TASK | Write out again only the lines that run from the start of the entries to the line containing "let (event_tx, event_rx)", both included.

RAW DATA |
use std::{net::SocketAddr, sync::Arc, time::Duration};

use axum::http::HeaderValue;
use tokio::{signal, sync::mpsc};
use tower_http::{
    compression::CompressionLayer,
    cors::{Any, CorsLayer},
    trace::TraceLayer,
};
use tracing::{error, info};

use patisserie_api as api;

use api::services::notifications::{
    email::{EmailSender, HttpEmailSender, NoopEmailSender},
    print::{HttpReceiptPrinter, NoopReceiptPrinter, ReceiptPrinter},
    sms::{HttpSmsSender, NoopSmsSender, SmsSender},
};
use api::services::payment_gateway::{PaymentGateway, StripeGateway};

#[tokio::main]
async fn main() -> Result<(), Box<dyn std::error::Error>> {
    let cfg = api::config::load_config()?;
    api::config::init_tracing(cfg.log_level(), cfg.log_json);

    // Init DB
    let db_pool = api::db::establish_connection_from_app_config(&cfg).await?;
    if cfg.auto_migrate {
        api::db::run_migrations(&db_pool).await.map_err(|e| {
            error!("Failed running migrations: {}", e);
            e
        })?;
    }
    let db_arc = Arc::new(db_pool);

    // Init events
    let (event_tx, event_rx) = mpsc::channel(1024);
    let event_sender = api::events::EventSender::new(event_tx);
    tokio::spawn(api::events::process_events(event_rx));

    // Auth: tokens come from the external auth service; we only validate.
    let auth_service = Arc::new(api::auth::AuthService::new(api::auth::AuthConfig::new(
        cfg.jwt_secret.clone(),
        Duration::from_secs(3600),
    )));

    // External integrations. Unconfigured channels degrade to no-ops that
    // log instead of sending.
    let gateway: Arc<dyn PaymentGateway> = Arc::new(StripeGateway::new(
        cfg.gateway_secret_key.clone(),
        cfg.gateway_api_base.clone(),
        cfg.checkout_success_url.clone(),
        cfg.checkout_cancel_url.clone(),
    ));

    let mailer: Arc<dyn EmailSender> = match (&cfg.email_api_url, &cfg.email_api_key) {
        (Some(url), Some(key)) => Arc::new(HttpEmailSender::new(
            url.clone(),
            key.clone(),
            cfg.email_from.clone(),
        )),
        _ => {
            info!("Email provider not configured; email channel disabled");
            Arc::new(NoopEmailSender)
        }
    };

    let sms: Arc<dyn SmsSender> = match (&cfg.sms_api_base, &cfg.sms_account_sid, &cfg.sms_auth_token, &cfg.sms_from)
    {
        (Some(base), Some(sid), Some(token), Some(from)) => Arc::new(HttpSmsSender::new(
            base.clone(),
            sid.clone(),
            token.clone(),
            from.clone(),
        )),
        _ => {
            info!("SMS provider not configured; SMS channel disabled");
            Arc::new(NoopSmsSender)
        }
    };

    let printer: Arc<dyn ReceiptPrinter> =
        match (&cfg.printer_api_url, &cfg.printer_api_key, &cfg.printer_id) {
            (Some(url), Some(key), Some(id)) => Arc::new(HttpReceiptPrinter::new(
                url.clone(),
                key.clone(),
                id.clone(),
            )),
            _ => {
                info!("POS printer not configured; print channel disabled");
                Arc::new(NoopReceiptPrinter)
            }
        };

    // Aggregate app services used by HTTP handlers
    let services = api::handlers::AppServices::new(
        db_arc.clone(),
        Arc::new(event_sender.clone()),
        &cfg,
        gateway,
        mailer,
        sms,
        printer,
    );

    // Compose shared app state
    let app_state = api::AppState {
        db: db_arc,
        config: cfg.clone(),
        event_sender,
        services,
        auth: auth_service,
    };

    // Build CORS layer from config
    let cors_layer = match cfg.cors_allowed_origins.as_ref() {
        Some(raw) => {
            let origins: Vec<HeaderValue> = raw
                .split(',')
                .filter_map(|origin| {
                    let trimmed = origin.trim();
                    if trimmed.is_empty() {
                        None
                    } else {
                        HeaderValue::from_str(trimmed).ok()
                    }
                })
                .collect();
            CorsLayer::new()
                .allow_origin(origins)
                .allow_methods(Any)
                .allow_headers(Any)
        }
        None if cfg.is_development() => {
            info!("Using permissive CORS (development environment)");
            CorsLayer::permissive()
        }
        None => {
            error!("Missing CORS configuration; set APP__CORS_ALLOWED_ORIGINS");
            return Err("Missing CORS configuration: set APP__CORS_ALLOWED_ORIGINS".into());
        }
    };

    let app = api::app_router(app_state)
        .layer(TraceLayer::new_for_http())
        .layer(CompressionLayer::new())
        .layer(cors_layer);

    // Bind and serve
    let addr = SocketAddr::from(([0, 0, 0, 0], cfg.port));
    info!("patisserie-api listening on http://{}", addr);
    let listener = tokio::net::TcpListener::bind(addr).await?;

    axum::serve(listener, app.into_make_service())
        .with_graceful_shutdown(shutdown_signal())
        .await?;

    Ok(())
}

async fn shutdown_signal() {
    let ctrl_c = async {
        signal::ctrl_c()
            .await
            .expect("failed to install Ctrl+C handler");
    };

    #[cfg(unix)]
    let terminate = async {
        use tokio::signal::unix::{signal, SignalKind};

        let mut sigterm =
            signal(SignalKind::terminate()).expect("failed to install signal handler");
        sigterm.recv().await;
    };

    #[cfg(not(unix))]
    let terminate = std::future::pending::<()>();

    tokio::select! {
        _ = ctrl_c => {},
        _ = terminate => {},
    }
}
impl CheckoutService {
    pub fn new(
        gateway: Arc<dyn PaymentGateway>,
        orders: Arc<OrderService>,
        pricing: Arc<PricingService>,
        special_codes: Arc<SpecialCodeService>,
        notifications: Arc<NotificationService>,
        currency: String,
        preauth_hold_days: i64,
    ) -> Self {
        Self {
            gateway,
            orders,
            pricing,
            special_codes,
            notifications,
            currency,
            preauth_hold_days,
        }
    }

    /// On-site intake: decide between immediate materialization and the
    /// pre-authorization detour.
    #[instrument(skip(self, request), fields(customer_id = %customer_id))]
    pub async fn place_onsite_order(
        &self,
        customer_id: Uuid,
        request: PlaceOrderRequest,
    ) -> Result<IntakeOutcome, ServiceError> {
        request.validate()?;

        if request.payment_method != PaymentMethod::Onsite.to_string() {
            return Err(ServiceError::InvalidInput(
                "Online payment goes through the payment-session endpoint".to_string(),
            ));
        }

        let (items, total) = self.pricing.price_items(&request.items).await?;
        let now = Utc::now();

        // Invalid or expired codes reject the request before anything else
        // happens.
        let special_code = match request.special_code.as_deref() {
            Some(code) if !code.trim().is_empty() => {
                Some(self.special_codes.validate(code, now).await?)
            }
            _ => None,
        };

        let first_time = self.orders.is_first_time_customer(customer_id).await?;

        if first_time && special_code.is_none() {
            let expires_at = now + Duration::days(self.preauth_hold_days);
            info!(
                customer_id = %customer_id,
                amount = %total,
                "First-time customer without code; pre-authorization required"
            );
            return Ok(IntakeOutcome::PreAuthRequired {
                requires_preauth: true,
                preauth_amount: total,
                currency: self.currency.clone(),
                preauth_expires_at: expires_at,
            });
        }

        let new_order = NewOrder {
            customer_id,
            customer_name: request.customer.full_name(),
            customer_email: request.customer.email.clone(),
            customer_phone: request.customer.phone.clone(),
            items,
            total_amount: total,
            currency: self.currency.clone(),
            pickup_date: request.pickup_date,
            pickup_time: request.pickup_time.clone(),
            payment_method: PaymentMethod::Onsite,
            payment_status: PaymentStatus::Pending,
            status: OrderStatus::Pending,
            requires_preauth: false,
            preauth_status: None,
            preauth_amount: None,
            preauth_expires_at: None,
            payment_reference: None,
            special_code_id: special_code.map(|c| c.id),
            notes: request.notes,
        };

        let outcome = self.orders.create_order(new_order).await?;
        self.notifications.notify_after_creation(&outcome.order).await;

        Ok(IntakeOutcome::OrderCreated {
            order: outcome.order,
        })
    }

    /// Create a charge-mode session. The order does not exist locally yet;
    /// the session metadata carries everything needed to rebuild it.
    #[instrument(skip(self, request), fields(customer_id = %customer_id))]
    pub async fn create_payment_session(
        &self,
        customer_id: Uuid,
        request: PlaceOrderRequest,
    ) -> Result<SessionResponse, ServiceError> {
        request.validate()?;

        let (items, total) = self.pricing.price_items(&request.items).await?;

        let session = self
            .gateway
            .create_charge_session(SessionRequest {
                amount_minor: to_minor_units(total)?,
                currency: self.currency.clone(),
                customer_email: request.customer.email.clone(),
                description: format!("Commande retrait du {}", request.pickup_date),
                metadata: order_metadata(customer_id, &request, &items, None)?,
            })
            .await?;

        let url = session.url.clone().ok_or_else(|| {
            ServiceError::ExternalServiceError("Gateway session has no redirect URL".to_string())
        })?;

        Ok(SessionResponse {
            session_id: session.id,
            url,
        })
    }

    /// Confirm a charge-mode session and materialize the order idempotently.
    #[instrument(skip(self))]
    pub async fn confirm_payment(&self, session_id: &str) -> Result<OrderResponse, ServiceError> {
        if let Some(existing) = self.orders.find_by_payment_reference(session_id).await? {
            info!(order_id = %existing.id, "Session already confirmed; returning existing order");
            return Ok(crate::services::orders::model_to_response(existing));
        }

        let session = self.gateway.retrieve_session(session_id).await?;
        if session.payment_status.as_deref() != Some("paid") {
            return Err(ServiceError::PaymentFailed(
                "Payment has not completed for this session".to_string(),
            ));
        }

        let rebuilt = order_from_metadata(&session.metadata)?;
        let total = items_total(&rebuilt.items);

        let new_order = NewOrder {
            customer_id: rebuilt.customer_id,
            customer_name: rebuilt.customer_name,
            customer_email: rebuilt.customer_email,
            customer_phone: rebuilt.customer_phone,
            items: rebuilt.items,
            total_amount: total,
            currency: self.currency.clone(),
            pickup_date: rebuilt.pickup_date,
            pickup_time: rebuilt.pickup_time,
            payment_method: PaymentMethod::Online,
            payment_status: PaymentStatus::Paid,
            status: OrderStatus::Confirmed,
            requires_preauth: false,
            preauth_status: None,
            preauth_amount: None,
            preauth_expires_at: None,
            payment_reference: Some(session.id.clone()),
            special_code_id: None,
            notes: rebuilt.notes,
        };

        let outcome = self.orders.create_order(new_order).await?;
        if outcome.created {
            self.notifications.notify_after_creation(&outcome.order).await;
        }

        Ok(outcome.order)
    }

    /// Create a setup-mode session for the first-order hold.
    #[instrument(skip(self, request), fields(customer_id = %customer_id))]
    pub async fn create_preauth_session(
        &self,
        customer_id: Uuid,
        request: PlaceOrderRequest,
    ) -> Result<SessionResponse, ServiceError> {
        request.validate()?;

        let now = Utc::now();
        if let Some(code) = request.special_code.as_deref() {
            if !code.trim().is_empty() {
                // A valid code means no hold is needed; send the client back
                // to the direct intake endpoint.
                self.special_codes.validate(code, now).await?;
                return Err(ServiceError::InvalidOperation(
                    "A valid special code waives the pre-authorization; place the order directly"
                        .to_string(),
                ));
            }
        }

        if !self.orders.is_first_time_customer(customer_id).await? {
            return Err(ServiceError::InvalidOperation(
                "Pre-authorization only applies to first-time customers".to_string(),
            ));
        }

        let (items, total) = self.pricing.price_items(&request.items).await?;

        let session = self
            .gateway
            .create_setup_session(SessionRequest {
                amount_minor: to_minor_units(total)?,
                currency: self.currency.clone(),
                customer_email: request.customer.email.clone(),
                description: format!("Empreinte bancaire retrait du {}", request.pickup_date),
                metadata: order_metadata(customer_id, &request, &items, Some(total))?,
            })
            .await?;

        let url = session.url.clone().ok_or_else(|| {
            ServiceError::ExternalServiceError("Gateway session has no redirect URL".to_string())
        })?;

        Ok(SessionResponse {
            session_id: session.id,
            url,
        })
    }

    /// Confirm a setup-mode session: verify the hold succeeded, then
    /// materialize with the setup-intent id as the idempotency token.
    #[instrument(skip(self))]
    pub async fn confirm_preauth(&self, session_id: &str) -> Result<OrderResponse, ServiceError> {
        let session = self.gateway.retrieve_session(session_id).await?;
        let setup_intent_id = session.setup_intent.clone().ok_or_else(|| {
            ServiceError::PaymentFailed("Session carries no setup intent".to_string())
        })?;

        if let Some(existing) = self
            .orders
            .find_by_payment_reference(&setup_intent_id)
            .await?
        {
            info!(order_id = %existing.id, "Hold already confirmed; returning existing order");
            return Ok(crate::services::orders::model_to_response(existing));
        }

        let setup_intent = self.gateway.retrieve_setup_intent(&setup_intent_id).await?;
        if setup_intent.status != "succeeded" {
            warn!(status = %setup_intent.status, "Setup intent not successful");
            return Err(ServiceError::PaymentFailed(format!(
                "Card hold was not completed: {}",
                setup_intent.status
            )));
        }

        let rebuilt = order_from_metadata(&session.metadata)?;
        let total = items_total(&rebuilt.items);
        let now = Utc::now();

        let new_order = NewOrder {
            customer_id: rebuilt.customer_id,
            customer_name: rebuilt.customer_name,
            customer_email: rebuilt.customer_email,
            customer_phone: rebuilt.customer_phone,
            items: rebuilt.items,
            total_amount: total,
            currency: self.currency.clone(),
            pickup_date: rebuilt.pickup_date,
            pickup_time: rebuilt.pickup_time,
            payment_method: PaymentMethod::Onsite,
            payment_status: PaymentStatus::Pending,
            status: OrderStatus::Pending,
            requires_preauth: true,
            preauth_status: Some(PreAuthStatus::Authorized),
            preauth_amount: Some(rebuilt.preauth_amount.unwrap_or(total)),
            preauth_expires_at: Some(now + Duration::days(self.preauth_hold_days)),
            payment_reference: Some(setup_intent_id),
            special_code_id: None,
            notes: rebuilt.notes,
        };

        let outcome = self.orders.create_order(new_order).await?;
        if outcome.created {
            self.notifications.notify_after_creation(&outcome.order).await;
        }

        Ok(outcome.order)
    }
}
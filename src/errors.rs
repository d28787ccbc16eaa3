use axum::{
    http::StatusCode,
    response::{IntoResponse, Response},
    Json,
};
use sea_orm::error::DbErr;
use serde::{Deserialize, Serialize};
use serde_json::json;
use utoipa::ToSchema;

/// Error structure returned on every failed request.
#[derive(Debug, Serialize, Deserialize, ToSchema)]
#[schema(example = json!({
    "error": "Not Found",
    "message": "Order with ID 550e8400-e29b-41d4-a716-446655440000 not found",
    "timestamp": "2025-03-01T10:30:00.000Z"
}))]
pub struct ErrorResponse {
    /// HTTP status category (e.g., "Not Found", "Bad Request")
    pub error: String,
    /// Human-readable error description
    pub message: String,
    /// ISO 8601 timestamp when the error occurred
    pub timestamp: String,
}

#[derive(Debug, thiserror::Error, Serialize)]
pub enum ServiceError {
    #[error("Database error: {0}")]
    DatabaseError(
        #[from]
        #[serde(skip)]
        sea_orm::error::DbErr,
    ),

    #[error("Not found: {0}")]
    NotFound(String),

    #[error("Validation error: {0}")]
    ValidationError(String),

    #[error("Invalid operation: {0}")]
    InvalidOperation(String),

    #[error("Invalid input: {0}")]
    InvalidInput(String),

    #[error("Authentication error: {0}")]
    AuthError(String),

    #[error("Unauthorized: {0}")]
    Unauthorized(String),

    #[error("Forbidden: {0}")]
    Forbidden(String),

    #[error("Conflict: {0}")]
    Conflict(String),

    #[error("Payment failed: {0}")]
    PaymentFailed(String),

    #[error("External service error: {0}")]
    ExternalServiceError(String),

    #[error("Notification error: {0}")]
    NotificationError(String),

    #[error("Serialization error: {0}")]
    SerializationError(String),

    #[error("Internal error: {0}")]
    InternalError(String),

    #[error("Service unavailable: {0}")]
    ServiceUnavailable(String),

    #[error("Other error: {0}")]
    Other(
        #[from]
        #[serde(skip)]
        anyhow::Error,
    ),
}

impl From<validator::ValidationErrors> for ServiceError {
    fn from(err: validator::ValidationErrors) -> Self {
        ServiceError::ValidationError(err.to_string())
    }
}

impl From<serde_json::Error> for ServiceError {
    fn from(err: serde_json::Error) -> Self {
        ServiceError::SerializationError(err.to_string())
    }
}

pub trait IntoDbErr {
    fn into_db_err(self) -> DbErr;
}

impl IntoDbErr for DbErr {
    fn into_db_err(self) -> DbErr {
        self
    }
}

impl IntoDbErr for String {
    fn into_db_err(self) -> DbErr {
        DbErr::Custom(self)
    }
}

impl IntoDbErr for &str {
    fn into_db_err(self) -> DbErr {
        DbErr::Custom(self.to_string())
    }
}

impl ServiceError {
    /// Generic constructor that normalizes any supported database error input.
    pub fn db_error<E: IntoDbErr>(error: E) -> Self {
        ServiceError::DatabaseError(error.into_db_err())
    }

    /// Returns the HTTP status code for this error.
    /// This is the single source of truth for error-to-status mapping.
    pub fn status_code(&self) -> StatusCode {
        match self {
            Self::DatabaseError(_) => StatusCode::INTERNAL_SERVER_ERROR,
            Self::NotFound(_) => StatusCode::NOT_FOUND,
            Self::ValidationError(_) | Self::InvalidOperation(_) | Self::InvalidInput(_) => {
                StatusCode::BAD_REQUEST
            }
            Self::AuthError(_) | Self::Unauthorized(_) => StatusCode::UNAUTHORIZED,
            Self::Forbidden(_) => StatusCode::FORBIDDEN,
            Self::Conflict(_) => StatusCode::CONFLICT,
            Self::PaymentFailed(_) => StatusCode::PAYMENT_REQUIRED,
            Self::ExternalServiceError(_) => StatusCode::BAD_GATEWAY,
            Self::NotificationError(_)
            | Self::SerializationError(_)
            | Self::InternalError(_)
            | Self::Other(_) => StatusCode::INTERNAL_SERVER_ERROR,
            Self::ServiceUnavailable(_) => StatusCode::SERVICE_UNAVAILABLE,
        }
    }

    /// Returns the error message suitable for HTTP responses.
    /// Internal errors return generic messages to avoid leaking implementation details.
    pub fn response_message(&self) -> String {
        match self {
            Self::DatabaseError(_) => "Database error".to_string(),
            Self::SerializationError(_) | Self::InternalError(_) | Self::Other(_) => {
                "Internal server error".to_string()
            }
            Self::ServiceUnavailable(msg) => format!("Service unavailable: {}", msg),
            _ => self.to_string(),
        }
    }
}

impl IntoResponse for ServiceError {
    fn into_response(self) -> Response {
        let status = self.status_code();
        let err = ErrorResponse {
            error: status.canonical_reason().unwrap_or("Error").to_string(),
            message: self.response_message(),
            timestamp: chrono::Utc::now().to_rfc3339(),
        };

        (status, Json(err)).into_response()
    }
}

/// Whether a database error is a unique-constraint violation. The order
/// materializer uses this to distinguish a number collision from a dead store.
pub fn is_unique_violation(err: &DbErr) -> bool {
    let text = err.to_string();
    text.contains("UNIQUE constraint failed")
        || text.contains("duplicate key value")
        || text.contains("Duplicate entry")
}
use super::common::PaginationParams;
use crate::auth::AuthenticatedUser;
use crate::errors::ServiceError;
use crate::handlers::AppState;
use crate::services::checkout::{IntakeOutcome, PlaceOrderRequest};
use crate::services::orders::{OrderListResponse, OrderResponse};
use crate::ApiResponse;
use axum::{
    extract::{Json, Path, Query, State},
    http::StatusCode,
    routing::{get, post},
    Router,
};
use uuid::Uuid;

/// Place an on-site order (or learn that a pre-authorization is required).
#[utoipa::path(
    post,
    path = "/api/v1/orders",
    request_body = PlaceOrderRequest,
    responses(
        (status = 201, description = "Order created", body = crate::ApiResponse<crate::services::checkout::IntakeOutcome>),
        (status = 200, description = "Pre-authorization required before the order can be created", body = crate::ApiResponse<crate::services::checkout::IntakeOutcome>),
        (status = 400, description = "Bad request", body = crate::errors::ErrorResponse)
    ),
    security(("bearer_auth" = [])),
    tag = "Orders"
)]
pub async fn place_order(
    State(state): State<AppState>,
    user: AuthenticatedUser,
    Json(request): Json<PlaceOrderRequest>,
) -> Result<(StatusCode, Json<ApiResponse<IntakeOutcome>>), ServiceError> {
    let customer_id = user.customer_id().map_err(|_| {
        ServiceError::AuthError("Token subject is not a valid customer id".to_string())
    })?;

    let outcome = state
        .services
        .checkout
        .place_onsite_order(customer_id, request)
        .await?;

    let status = match &outcome {
        IntakeOutcome::OrderCreated { .. } => StatusCode::CREATED,
        IntakeOutcome::PreAuthRequired { .. } => StatusCode::OK,
    };

    Ok((status, Json(ApiResponse::success(outcome))))
}

/// Get an order by ID. Customers only see their own orders.
#[utoipa::path(
    get,
    path = "/api/v1/orders/{order_id}",
    params(("order_id" = Uuid, Path, description = "Order ID")),
    responses(
        (status = 200, description = "Order details", body = crate::ApiResponse<crate::services::orders::OrderResponse>),
        (status = 404, description = "Not found", body = crate::errors::ErrorResponse)
    ),
    security(("bearer_auth" = [])),
    tag = "Orders"
)]
pub async fn get_order(
    State(state): State<AppState>,
    Path(order_id): Path<Uuid>,
    user: AuthenticatedUser,
) -> Result<Json<ApiResponse<OrderResponse>>, ServiceError> {
    let order = state
        .services
        .orders
        .get_order(order_id)
        .await?
        .ok_or_else(|| ServiceError::NotFound("Order not found".to_string()))?;

    if !user.is_admin() && user.customer_id().ok() != Some(order.customer_id) {
        return Err(ServiceError::Forbidden(
            "Order belongs to another customer".to_string(),
        ));
    }

    Ok(Json(ApiResponse::success(order)))
}

/// List the caller's orders, newest first.
#[utoipa::path(
    get,
    path = "/api/v1/orders",
    params(PaginationParams),
    responses(
        (status = 200, description = "Orders", body = crate::ApiResponse<crate::services::orders::OrderListResponse>)
    ),
    security(("bearer_auth" = [])),
    tag = "Orders"
)]
pub async fn list_orders(
    State(state): State<AppState>,
    Query(params): Query<PaginationParams>,
    user: AuthenticatedUser,
) -> Result<Json<ApiResponse<OrderListResponse>>, ServiceError> {
    let customer_id = user.customer_id().map_err(|_| {
        ServiceError::AuthError("Token subject is not a valid customer id".to_string())
    })?;

    let orders = state
        .services
        .orders
        .list_orders(Some(customer_id), params.page, params.per_page)
        .await?;

    Ok(Json(ApiResponse::success(orders)))
}

/// Order routes
pub fn order_routes() -> Router<AppState> {
    Router::new()
        .route("/", post(place_order).get(list_orders))
        .route("/:order_id", get(get_order))
}
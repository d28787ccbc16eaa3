//! Integration tests for per-channel failure isolation in the notification
//! fan-out and for the internal dispatch endpoints.

mod common;

use axum::http::{Method, StatusCode};
use common::{response_json, TestApp, TEST_CRON_SECRET};
use chrono::{Duration, Utc};
use rust_decimal_macros::dec;
use serde_json::json;
use uuid::Uuid;

use patisserie_api::services::notifications::print::PosResponse;

fn order_payload(product_id: Uuid) -> serde_json::Value {
    json!({
        "customer": {
            "first_name": "Marie",
            "last_name": "Dupont",
            "email": "marie@example.com",
            "phone": "+33612345678"
        },
        "pickup_date": (Utc::now().date_naive() + Duration::days(3)).to_string(),
        "pickup_time": "14:30",
        "payment_method": "onsite",
        "items": [{ "product_id": product_id, "quantity": 2 }]
    })
}

fn failed_print() -> Option<PosResponse> {
    Some(PosResponse {
        document_printed: Some(0),
        ..Default::default()
    })
}

#[tokio::test]
async fn total_print_failure_never_blocks_the_order() {
    let app = TestApp::new().await;
    let product_id = app.seed_product("Paris-Brest", dec!(21.00)).await;
    let customer = Uuid::new_v4();
    app.seed_paid_order(customer).await;
    let token = app.customer_token(customer);

    // Both copies exhaust their three attempts.
    app.printer.script_responses(vec![
        failed_print(),
        failed_print(),
        failed_print(),
        failed_print(),
        failed_print(),
        failed_print(),
    ]);

    let response = app
        .request(
            Method::POST,
            "/api/v1/orders",
            Some(&token),
            Some(order_payload(product_id)),
        )
        .await;

    // The customer-facing outcome is unaffected by the printer.
    assert_eq!(response.status(), StatusCode::CREATED);
    let body = response_json(response).await;
    assert_eq!(body["data"]["order"]["status"], "pending");

    // Other channels still delivered: customer + shop mail, plus the
    // critical escalation email.
    let mails = app.mailer.sent.lock().unwrap();
    assert_eq!(mails.len(), 3);
    assert!(mails.iter().any(|m| m.subject.contains("CRITICAL")));
    drop(mails);

    // Shop got the order SMS and the escalation SMS, both within one
    // segment.
    let sms = app.sms.sent.lock().unwrap();
    assert_eq!(sms.len(), 2);
    assert!(sms.iter().all(|(_, body)| body.chars().count() <= 160));
    drop(sms);

    // The failure is visible to the back office.
    let admin = app.admin_token();
    let errors = app
        .request(
            Method::GET,
            "/api/v1/admin/notification-errors",
            Some(&admin),
            None,
        )
        .await;
    let errors_body = response_json(errors).await;
    let entries = errors_body["data"].as_array().unwrap();
    assert!(entries
        .iter()
        .any(|e| e["channel"] == "print" && e["severity"] == "critical"));
}

#[tokio::test]
async fn partial_print_failure_escalates_as_warning() {
    let app = TestApp::new().await;
    let product_id = app.seed_product("Tarte citron", dec!(24.00)).await;
    let customer = Uuid::new_v4();
    app.seed_paid_order(customer).await;
    let token = app.customer_token(customer);

    // Copy 1 prints, copy 2 fails three times.
    app.printer.script_responses(vec![
        Some(PosResponse {
            document_printed: Some(1),
            ..Default::default()
        }),
        failed_print(),
        failed_print(),
        failed_print(),
    ]);

    let response = app
        .request(
            Method::POST,
            "/api/v1/orders",
            Some(&token),
            Some(order_payload(product_id)),
        )
        .await;
    assert_eq!(response.status(), StatusCode::CREATED);

    // Warning tier: SMS escalation, no escalation email (SMS is configured).
    let sms = app.sms.sent.lock().unwrap();
    assert_eq!(sms.len(), 2);
    drop(sms);
    let mails = app.mailer.sent.lock().unwrap();
    assert_eq!(mails.len(), 2);
    assert!(!mails.iter().any(|m| m.subject.contains("WARNING")));
}

#[tokio::test]
async fn internal_endpoints_dispatch_with_shared_secret() {
    let app = TestApp::new().await;

    let unauthorized = app
        .request(
            Method::POST,
            "/api/v1/internal/notifications/email",
            None,
            Some(json!({ "to": "x@example.com", "subject": "s", "body": "b" })),
        )
        .await;
    assert_eq!(unauthorized.status(), StatusCode::UNAUTHORIZED);

    let email = app
        .request(
            Method::POST,
            "/api/v1/internal/notifications/email",
            Some(TEST_CRON_SECRET),
            Some(json!({ "to": "x@example.com", "subject": "Fermeture", "body": "On ferme lundi" })),
        )
        .await;
    assert_eq!(email.status(), StatusCode::OK);
    let body = response_json(email).await;
    assert_eq!(body["data"]["success"], true);
    assert_eq!(app.mailer.sent.lock().unwrap().len(), 1);

    let sms = app
        .request(
            Method::POST,
            "/api/v1/internal/notifications/sms",
            Some(TEST_CRON_SECRET),
            Some(json!({ "to": "+33612345678", "body": "Test" })),
        )
        .await;
    assert_eq!(sms.status(), StatusCode::OK);
    assert_eq!(app.sms.sent.lock().unwrap().len(), 1);
}

#[tokio::test]
async fn internal_print_endpoint_reruns_the_protocol() {
    let app = TestApp::new().await;
    let product_id = app.seed_product("Opera", dec!(30.00)).await;
    let customer = Uuid::new_v4();
    app.seed_paid_order(customer).await;
    let token = app.customer_token(customer);

    let created = app
        .request(
            Method::POST,
            "/api/v1/orders",
            Some(&token),
            Some(order_payload(product_id)),
        )
        .await;
    let body = response_json(created).await;
    let order_id = body["data"]["order"]["id"].as_str().unwrap().to_string();

    let prints_before = app.printer.printed.lock().unwrap().len();

    let reprint = app
        .request(
            Method::POST,
            "/api/v1/internal/notifications/print",
            Some(TEST_CRON_SECRET),
            Some(json!({ "order_id": order_id })),
        )
        .await;
    assert_eq!(reprint.status(), StatusCode::OK);
    let reprint_body = response_json(reprint).await;
    assert_eq!(reprint_body["data"]["success"], true);
    assert_eq!(reprint_body["data"]["printed"], 2);

    assert_eq!(app.printer.printed.lock().unwrap().len(), prints_before + 2);
}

RESULT BELOW |
use std::{net::SocketAddr, sync::Arc, time::Duration};

use axum::http::HeaderValue;
use tokio::{signal, sync::mpsc};
use tower_http::{
    compression::CompressionLayer,
    cors::{Any, CorsLayer},
    trace::TraceLayer,
};
use tracing::{error, info};

use patisserie_api as api;

use api::services::notifications::{
    email::{EmailSender, HttpEmailSender, NoopEmailSender},
    print::{HttpReceiptPrinter, NoopReceiptPrinter, ReceiptPrinter},
    sms::{HttpSmsSender, NoopSmsSender, SmsSender},
};
use api::services::payment_gateway::{PaymentGateway, StripeGateway};

#[tokio::main]
async fn main() -> Result<(), Box<dyn std::error::Error>> {
    let cfg = api::config::load_config()?;
    api::config::init_tracing(cfg.log_level(), cfg.log_json);

    // Init DB
    let db_pool = api::db::establish_connection_from_app_config(&cfg).await?;
    if cfg.auto_migrate {
        api::db::run_migrations(&db_pool).await.map_err(|e| {
            error!("Failed running migrations: {}", e);
            e
        })?;
    }
    let db_arc = Arc::new(db_pool);

    // Init events
    let (event_tx, event_rx) = mpsc::channel(1024);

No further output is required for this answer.